Images of IHCs were taken with a two-photon microscope system (Scientifica Ltd., Uckfield, UK) using a 60× water immersion objective (Olympus, Tokyo, Japan). Cells loaded with Ca²⁺-indicator F4-FF and Cy3-conjugated peptide were excited by ultrafast pulsed titanium–sapphire laser (Coherent Inc., Santa Clara, USA) of 740 nm wavelength. The intracellular Ca²⁺ signal associated with IHC depolarization was acquired by using two-photon line scans (1.0 kHz) across the center of the fluorescent-labeled ribbon. The decay time of Ca²⁺ current transients was measured by fitting the calcium fluorescence decay with the following equation to assess the kinetic properties of Ca²⁺ extrusion.
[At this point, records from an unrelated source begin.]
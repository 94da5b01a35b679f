use crate::prompt::PromptTemplate;
use crate::turn::{FlatRecord, Turn, TurnError};

/// Number of most recent turns that make it into a prompt.
pub const HISTORY_WINDOW: usize = 50;

/// Turn history for one chat session.
///
/// Keeps two index-aligned views of the same turns: the rich [`Turn`] list used
/// to build prompts, and the flat `{role, content}` list used for display.
/// The system preamble is held apart and never enters either list.
#[derive(Debug, Clone)]
pub struct ConversationState {
    preamble: Turn,
    history: Vec<Turn>,
    flat_history: Vec<FlatRecord>,
}

impl ConversationState {
    pub fn new(preamble: impl Into<String>) -> Self {
        Self {
            preamble: Turn::system(preamble),
            history: Vec::new(),
            flat_history: Vec::new(),
        }
    }

    pub fn preamble(&self) -> &Turn {
        &self.preamble
    }

    /// Append a turn to both views. A turn without a flat form is rejected and
    /// neither view changes.
    pub fn add_turn(&mut self, turn: Turn) -> Result<(), TurnError> {
        let flat = turn.to_flat_record()?;
        self.history.push(turn);
        self.flat_history.push(flat);
        Ok(())
    }

    pub fn history(&self) -> &[Turn] {
        &self.history
    }

    pub fn flat_history(&self) -> &[FlatRecord] {
        &self.flat_history
    }

    pub fn len(&self) -> usize {
        self.history.len()
    }

    pub fn is_empty(&self) -> bool {
        self.history.is_empty()
    }

    /// Preamble, then the last [`HISTORY_WINDOW`] turns, then the user-input slot.
    pub fn prompt_template(&self) -> PromptTemplate {
        let start = self.history.len().saturating_sub(HISTORY_WINDOW);
        PromptTemplate::new(
            std::iter::once(self.preamble.clone()).chain(self.history[start..].iter().cloned()),
        )
    }

    pub fn build_prompt_sequence(&self, user_input: &str) -> Vec<Turn> {
        self.prompt_template().fill(user_input)
    }
}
$\begin{array}{l}F=F_0+A1exp\left\{\frac{-(t-x_t)}{\tau 1}\right\}+A2exp\left\{\frac{-(t-t_0)}{\tau 2}\right\}\end{array}$

where F₀ is the initial luminescence intensity, A1 and A2 are pre-exponential factors, and (t–t₀) is the difference between the initial time of measurement after excitation pulse t₀ and time t. τ1 and τ2 is the fast and slow decaying component, respectively.
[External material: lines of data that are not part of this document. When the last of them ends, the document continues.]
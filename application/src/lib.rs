pub mod agent_service;
pub mod chat_service;
pub mod persona;
pub mod session_store;
pub mod toolbox;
Immunofluorescence Staining and Confocal Imaging

The dissected cochleae were perfused with 4% paraformaldehyde at 4°C overnight. The next day, the organ of Corti was dissected, then permeabilized with 5% Triton X-100 and blocked in 5% bovine serum albumin. Primary antibodies used in this experiment were mouse anti-CtBP2 immunoglobulin (Ig) G1 (BD Biosciences, Franklin Lakes, NJ, USA), mouse anti-GluR2 IgG2a (Merck-Millipore, Darmstadt, Germany), rabbit anti-calretinin (Abcam, Cambridge, UK), and rabbit anti-PNPase (Proteintech, Rosemont, IL, USA). The secondary antibodies used were Alexa Fluor 568-conjugated goat anti-mouse IgG1, Alexa Fluor 647-conjugated IgG2, and Alexa Fluor 488-conjugated goat anti-rabbit IgG (Invitrogen, USA). Confocal images were acquired on a Zeiss confocal microscope (Carl Zeiss Microscopy GmbH, Jena, Germany). Images were acquired under a Zeiss LSM 880 with a 63×, 1.4 numerical aperture oil objective lens. Pixel size was 0.1 μm in x and y planes and 0.38 μm for the z-axis. For synapse counts, the confocal stacks were created using 3D analysis software (Carl Zeiss Microscopy GmbH, Jena, Germany).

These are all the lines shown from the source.